No dejar piedra sobre piedra, ya lo dijo el general Mola, significaba liquidar físicamente a todo aquel que dudara del derecho de los señores a seguir parasitando el Estado; en Andalucía el sátrapa Queipo de Llano cumplió al pie de la letra la consigna con la estrecha colaboración de una burguesía acostumbrada a ser tratada con reverencias, ahora rebajada al trato con los iguales, a tolerar una reglamentación laboral y a soportar la rotura del nexo patrimonial con el alcalde, el cura y el cuartelillo. Había llegado la hora del exterminio y el señorito llamó a los suyos: a aperadores, gañanes, jornaleros, colonos, lumpen-proletarios a los que siempre había considerado suyos, a los más sumisos, a los que en la plaza del pueblo eran elegidos a la hora de las peonadas.
A pie,
con sus alpargatas, estos desclasados acompañaron a sus señores a caballo,
pueblo a pueblo, fusilando en las afueras, en barrancos y riberas, a sus
iguales, a los desobedientes al mando eterno. A esta primera hornada de
asesinos agradecidos, se le unieron otros por el pavor a ser confundidos con
los rojos, y que fusilaron o denunciaron sin vergüenza a sus vecinos a los
tribunales militares que prosiguieron con la masacre. Sus nombres, para
escarnio, están en los expedientes abiertos en cada sentencia de muerte.
Llegó
el año de la victoria. Franco repartió el botín de guerra entre acreedores,
generales, cardenales, propietarios andaluces que encontraron en el trabajo
esclavo la fórmula de decuplicar sus márgenes de beneficio. Franco fue también
generoso con la nueva clase política que creció sin tasa tras la victoria; con
los héroes que sustituyeron a maestros y maestras depurados, ocuparon las
oficinas del sindicato, de auxilio social, las alcaldías con permiso para robar
a mansalva.
Había
llegado la hora de las recompensas y los matariles de alpargatas, los soplones
maledicentes, querían también su parte; querían abandonar su condición servil y
trepar a la jefatura de algún servicio por donde circulara el dinero. Sin
embargo, eran demasiados y los camaradas al frente de las huestes cruzadas
seguían considerándolos siervos sin preparación para formar parte de la élite
política de la Nueva España. En cada año triunfal, en cada aniversario de la
muerte del líder carismático, el lumpen sacaba brillo a sus correas, almidonaba
su camisa azul bizarro y desfilaba ante una burguesía entusiasmada por la obra
bien hecha; después del desfile, devolvía correaje y camisa hasta el año siguiente.
El
malestar cundía entre las bases de los asesinos; ¿cómo purgarlas? ¿qué hacer
para desprenderse de esta gentuza ahora molesta que esperaba el turno de la
recompensa y no quería volver al estatus servil de antaño?

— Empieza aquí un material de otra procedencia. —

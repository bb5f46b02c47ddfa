//! Titan - developer workflow CLI.
//!
//! Runs named workflows of git, GitHub, Jira and AI steps.

#![allow(clippy::single_match_else)]

use std::io::{self, BufRead, Write};
use std::sync::Arc;

use anyhow::{Context as _, Result};
use clap::{CommandFactory, Parser, Subcommand, ValueEnum};
use clap_complete::{generate, Shell};
use serde_json::Value;
use tracing_subscriber::{fmt, prelude::*, EnvFilter};

use titan::ai;
use titan::core::{initialize_project, SecretStore, SecretValue, Settings};
use titan::engine::WorkflowContextBuilder;
use titan::launcher::CliLauncher;
use titan::plugins::PluginRegistry;
use titan::ui::{CaptureUi, ConsoleUi, Ui};
use titan::workflows::WorkflowCatalog;

/// Developer workflow CLI
#[derive(Parser)]
#[command(name = "titan")]
#[command(author, version, about, long_about = None)]
#[command(propagate_version = true)]
struct Cli {
    /// Subcommand to run
    #[command(subcommand)]
    command: Commands,

    /// Enable verbose logging
    #[arg(short, long, global = true)]
    verbose: bool,
}

#[derive(Subcommand)]
enum Commands {
    /// List, inspect and run workflows
    Workflow {
        #[command(subcommand)]
        operation: WorkflowOperation,
    },

    /// Inspect registered plugins
    Plugins {
        #[command(subcommand)]
        operation: PluginsOperation,
    },

    /// Show the merged configuration
    Config {
        /// Show the configuration files in use instead
        #[arg(long)]
        path: bool,
    },

    /// AI provider status
    Ai {
        #[command(subcommand)]
        operation: AiOperation,
    },

    /// Manage secrets in the OS keychain
    Secrets {
        #[command(subcommand)]
        operation: SecretsOperation,
    },

    /// Create .titan/config.toml for the current project
    Init {
        /// Replace an existing configuration file
        #[arg(long)]
        force: bool,
    },

    /// Launch an external AI coding CLI
    Cli {
        #[command(subcommand)]
        operation: CliOperation,
    },

    /// Generate shell completions
    Completions {
        /// Shell to generate completions for
        shell: Shell,
    },
}

#[derive(Subcommand)]
enum WorkflowOperation {
    /// List built-in and project workflows
    List,

    /// Run a workflow
    Run {
        /// Workflow name
        name: String,

        /// Context values (key=value); values are parsed as JSON when possible
        #[arg(short, long = "set", value_name = "KEY=VALUE")]
        set: Vec<String>,

        /// Do not attach an AI client
        #[arg(long)]
        no_ai: bool,

        /// Output format
        #[arg(short, long, value_enum, default_value_t = OutputFormat::Text)]
        format: OutputFormat,
    },

    /// Show the steps of a workflow
    Show {
        /// Workflow name
        name: String,
    },
}

#[derive(Subcommand)]
enum PluginsOperation {
    /// List plugins and their steps
    List,
}

#[derive(Subcommand)]
enum AiOperation {
    /// Show which provider would be used
    Status,
}

#[derive(Subcommand)]
enum SecretsOperation {
    /// Store a secret (value read from stdin when not given)
    Set {
        /// Secret name, e.g. github_token
        name: String,

        /// Secret value
        #[arg(long)]
        value: Option<String>,
    },

    /// Remove a secret
    Delete {
        /// Secret name
        name: String,
    },
}

#[derive(Subcommand)]
enum CliOperation {
    /// Launch a known CLI by name
    Launch {
        /// CLI name (claude, gemini)
        name: String,

        /// Initial prompt
        prompt: Option<String>,
    },

    /// Launch Claude Code
    Claude {
        /// Initial prompt
        prompt: Option<String>,
    },

    /// Launch Gemini CLI
    Gemini {
        /// Initial prompt
        prompt: Option<String>,
    },
}

#[derive(Clone, Copy, PartialEq, Eq, ValueEnum)]
enum OutputFormat {
    Text,
    Json,
}

fn main() -> Result<()> {
    let cli = Cli::parse();

    // Setup logging
    let default = if cli.verbose { "debug" } else { "warn" };
    let filter = EnvFilter::try_from_env("TITAN_LOG").unwrap_or_else(|_| EnvFilter::new(default));

    tracing_subscriber::registry()
        .with(fmt::layer().with_target(false).with_writer(io::stderr))
        .with(filter)
        .init();

    match cli.command {
        Commands::Workflow { operation } => match operation {
            WorkflowOperation::List => cmd_workflow_list()?,
            WorkflowOperation::Run { name, set, no_ai, format } => {
                let succeeded = cmd_workflow_run(&name, &set, no_ai, format)?;
                if !succeeded {
                    std::process::exit(1);
                }
            }
            WorkflowOperation::Show { name } => cmd_workflow_show(&name)?,
        },
        Commands::Plugins { operation: PluginsOperation::List } => cmd_plugins_list()?,
        Commands::Config { path } => cmd_config(path)?,
        Commands::Ai { operation: AiOperation::Status } => cmd_ai_status()?,
        Commands::Secrets { operation } => cmd_secrets(operation)?,
        Commands::Init { force } => {
            if !cmd_init(force)? {
                std::process::exit(1);
            }
        }
        Commands::Cli { operation } => {
            let (name, prompt) = match operation {
                CliOperation::Launch { name, prompt } => (name, prompt),
                CliOperation::Claude { prompt } => ("claude".to_string(), prompt),
                CliOperation::Gemini { prompt } => ("gemini".to_string(), prompt),
            };
            let code = cmd_cli_launch(&name, prompt.as_deref())?;
            if code != 0 {
                std::process::exit(code);
            }
        }
        Commands::Completions { shell } => cmd_completions(shell),
    }

    Ok(())
}

/// List available workflows.
fn cmd_workflow_list() -> Result<()> {
    let settings = Settings::load()?;
    let catalog = WorkflowCatalog::load(&settings, &settings.project_dir());

    for entry in catalog.list() {
        println!(
            "{} - {} ({})",
            entry.definition.name,
            entry.definition.description.as_deref().unwrap_or(""),
            entry.source
        );
    }
    for problem in catalog.problems() {
        eprintln!("warning: {problem}");
    }

    Ok(())
}

/// Show one workflow's steps.
fn cmd_workflow_show(name: &str) -> Result<()> {
    let settings = Settings::load()?;
    let catalog = WorkflowCatalog::load(&settings, &settings.project_dir());
    let entry = catalog.get(name)?;
    let definition = &entry.definition;

    println!("Workflow: {}", definition.name);
    if let Some(description) = &definition.description {
        println!("Description: {description}");
    }
    println!("Source: {}", entry.source);
    println!("Halt on error: {}", definition.halt_on_error);
    if !definition.params.is_empty() {
        println!("Params:");
        for (key, value) in &definition.params {
            println!("  {key} = {value}");
        }
    }

    println!("\nSteps:");
    for (i, step) in definition.steps.iter().enumerate() {
        let target = match (&step.plugin, &step.step, &step.command) {
            (Some(plugin), Some(name), _) => format!("{plugin}.{name}"),
            (_, _, Some(command)) => format!("$ {command}"),
            _ => String::new(),
        };
        let optional = if step.optional { " (optional)" } else { "" };
        println!("  {}. {} [{}]{}", i + 1, step.name.as_deref().unwrap_or(&target), target, optional);
    }

    Ok(())
}

/// Run a workflow. Returns whether it finished without an error.
fn cmd_workflow_run(name: &str, sets: &[String], no_ai: bool, format: OutputFormat) -> Result<bool> {
    let settings = Settings::load()?;
    let project_dir = settings.project_dir();
    let catalog = WorkflowCatalog::load(&settings, &project_dir);
    let entry = catalog.get(name)?;

    let registry = PluginRegistry::builtin();
    let workflow = catalog.resolve(&entry.definition, &registry)?;
    let overrides = parse_sets(sets)?;
    let plugins = entry.definition.plugins();

    let secrets = SecretStore::new(&project_dir);
    let capture = Arc::new(CaptureUi::new());

    let mut builder = WorkflowContextBuilder::new(settings.clone(), secrets);
    builder = match format {
        OutputFormat::Text => builder.with_ui(),
        OutputFormat::Json => builder.with_ui_renderer(capture.clone()),
    };
    builder = builder.with_git();
    if plugins.contains("github") {
        builder = builder.with_github();
    }
    if plugins.contains("jira") {
        builder = builder.with_jira();
    }
    if !no_ai && plugins.contains("agents") {
        builder = builder.with_ai();
    }

    let mut ctx = builder.with_data("cwd", project_dir.display().to_string()).build();
    entry.definition.seed_params(&mut ctx);
    for (key, value) in overrides {
        ctx.set(key, value);
    }

    let report = workflow.run_with_report(&mut ctx);

    match format {
        OutputFormat::Text => {
            let summary = format!("{}: {}", report.workflow, report.final_result);
            if report.succeeded() {
                println!("{summary}");
            } else {
                eprintln!("{summary}");
            }
        }
        OutputFormat::Json => {
            let output = serde_json::json!({ "report": &report, "output": capture.lines() });
            println!("{}", serde_json::to_string_pretty(&output)?);
        }
    }

    Ok(report.succeeded())
}

/// Parse `key=value` pairs. Values that are valid JSON keep their type.
fn parse_sets(sets: &[String]) -> Result<Vec<(String, Value)>> {
    sets.iter()
        .map(|pair| {
            let (key, raw) = pair
                .split_once('=')
                .with_context(|| format!("Invalid --set '{pair}', expected key=value"))?;
            let key = key.trim();
            if key.is_empty() {
                anyhow::bail!("Invalid --set '{pair}', key is empty");
            }
            let value = serde_json::from_str(raw).unwrap_or_else(|_| Value::String(raw.to_string()));
            Ok((key.to_string(), value))
        })
        .collect()
}

/// List plugins.
fn cmd_plugins_list() -> Result<()> {
    let settings = Settings::load()?;
    let secrets = SecretStore::new(&settings.project_dir());
    let registry = PluginRegistry::builtin();

    for plugin in registry.list() {
        let enabled = if settings.is_plugin_enabled(plugin.name()) { "enabled" } else { "disabled" };
        let available = if plugin.is_available(&settings, &secrets) { "✓" } else { "⚠" };
        println!("{} {} - {} [{}]", available, plugin.name(), plugin.description(), enabled);
        for step in plugin.steps() {
            println!("    {} - {}", step.name, step.description);
        }
    }
    for problem in registry.check_dependencies() {
        eprintln!("warning: {problem}");
    }

    Ok(())
}

/// Show configuration.
fn cmd_config(show_path: bool) -> Result<()> {
    let settings = Settings::load()?;

    if show_path {
        for (label, path) in [("global", settings.global_path()), ("project", settings.project_path())] {
            match path {
                Some(path) => println!("{label}: {}", path.display()),
                None => println!("{label}: (none)"),
            }
        }
        return Ok(());
    }

    let toml = toml::to_string_pretty(&settings)?;
    println!("{toml}");

    Ok(())
}

/// Show which AI provider would be used.
fn cmd_ai_status() -> Result<()> {
    let settings = Settings::load()?;
    let secrets = SecretStore::new(&settings.project_dir());

    match ai::client_from_settings(&settings, &secrets) {
        Ok(client) => println!("AI provider: {} (model {})", client.provider(), client.model()),
        Err(e) => println!("AI not available: {e}"),
    }

    let detected = ai::detect_all();
    if !detected.is_empty() {
        println!("\nDetected in environment:");
        for config in detected {
            let key = if config.api_key.is_some() { "key set" } else { "no key" };
            println!("  {} ({key})", config.provider);
        }
    }

    Ok(())
}

/// Manage keychain secrets.
fn cmd_secrets(operation: SecretsOperation) -> Result<()> {
    let settings = Settings::load()?;
    let secrets = SecretStore::new(&settings.project_dir());

    match operation {
        SecretsOperation::Set { name, value } => {
            let value = match value {
                Some(value) => value,
                None => {
                    print!("Value for {name}: ");
                    io::stdout().flush()?;
                    let mut line = String::new();
                    io::stdin().lock().read_line(&mut line)?;
                    line.trim_end_matches(['\r', '\n']).to_string()
                }
            };
            if value.is_empty() {
                anyhow::bail!("Secret value cannot be empty");
            }
            secrets.set(&name, &SecretValue::new(value))?;
            println!("Stored secret '{name}'");
        }
        SecretsOperation::Delete { name } => {
            secrets.delete(&name)?;
            println!("Deleted secret '{name}'");
        }
    }

    Ok(())
}

/// Initialize the project in the current directory. Returns false when
/// cancelled.
fn cmd_init(force: bool) -> Result<bool> {
    let cwd = std::env::current_dir()?;
    let registry = PluginRegistry::builtin();
    let plugins: Vec<&str> = registry.list().map(|p| p.name()).collect();

    let written = initialize_project(&cwd, &plugins, &ConsoleUi::new(), force)?;
    Ok(written.is_some())
}

/// Run an external CLI. Returns its exit code.
fn cmd_cli_launch(name: &str, prompt: Option<&str>) -> Result<i32> {
    let ui = ConsoleUi::new();
    let launcher = CliLauncher::new(name)?;
    let display_name = launcher.cli().display_name;

    if !launcher.is_available() {
        ui.error(&format!("{display_name} is not installed"));
        ui.body(launcher.cli().install_instructions);
        return Ok(1);
    }

    ui.info(&format!("Launching {display_name}..."));
    if let Some(prompt) = prompt {
        ui.body(&format!("Initial prompt: {prompt}"));
    }
    ui.line();

    let code = launcher.launch(prompt, &std::env::current_dir()?)?;

    ui.line();
    ui.success(&format!("Returned to Titan from {display_name}"));
    Ok(code)
}

/// Generate shell completions.
fn cmd_completions(shell: Shell) {
    let mut cmd = Cli::command();
    generate(shell, &mut cmd, "titan", &mut io::stdout());
}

Había que distinguir
entre aquellos que eran verdaderos fascistas, tradicionalistas o falangistas de
camisa vieja y aquellos otros sin principios que acudieron obedientes a la
llamada del señorito y los oportunistas de última hora. ¿Cómo hacer? ¡Que
cantaran el Cara el Sol!
Unos,
los menos, lo hicieron con vehemencia varonil, pero otros canturreaban sin
entonación y la mayor parte no se sabían los versos del, pese al nombre,
lunático estribillo. Sí, tal vez el
inicio, pero todo quedaba desenmascarado al iniciarse la estrofa “impasible el
ademán”, trocándola con un “imposible el alemán”, tras lo cual el aspirante a padre
de la patria quedaba expulsado de la grey dejando el pastizal para los jefes de
la manada.
Estamos
en 2025, las élites parásitas del Estado han puesto en marcha “el que pueda
hacer que haga” antes de que la gente descubra sus manejos; como en 1931,
contra la democracia, cuentan con corporaciones a su servicio; muchos medios,
jueces y otras instancias del Estado profundo son ahora sus mercenarios, pero
no bastan: necesitan que su propaganda se inyecte en gente enardecida,
irracional y violenta: jóvenes que pretenden ser alguien en la nueva clase
política de un régimen sin reglas como el de 1939. Hay que ayudar a esos
jóvenes recordándoles que, incluso aprendiendo el “alemán”, sólo serán lacayos
de plutócratas codiciosos. Recordándoles también que, en España, tras la
barbarie volvió la razón, que los ricos cambiaron de careta pero que los
lacayos fueron reconocidos y no tuvieron sitio entre la gente honesta.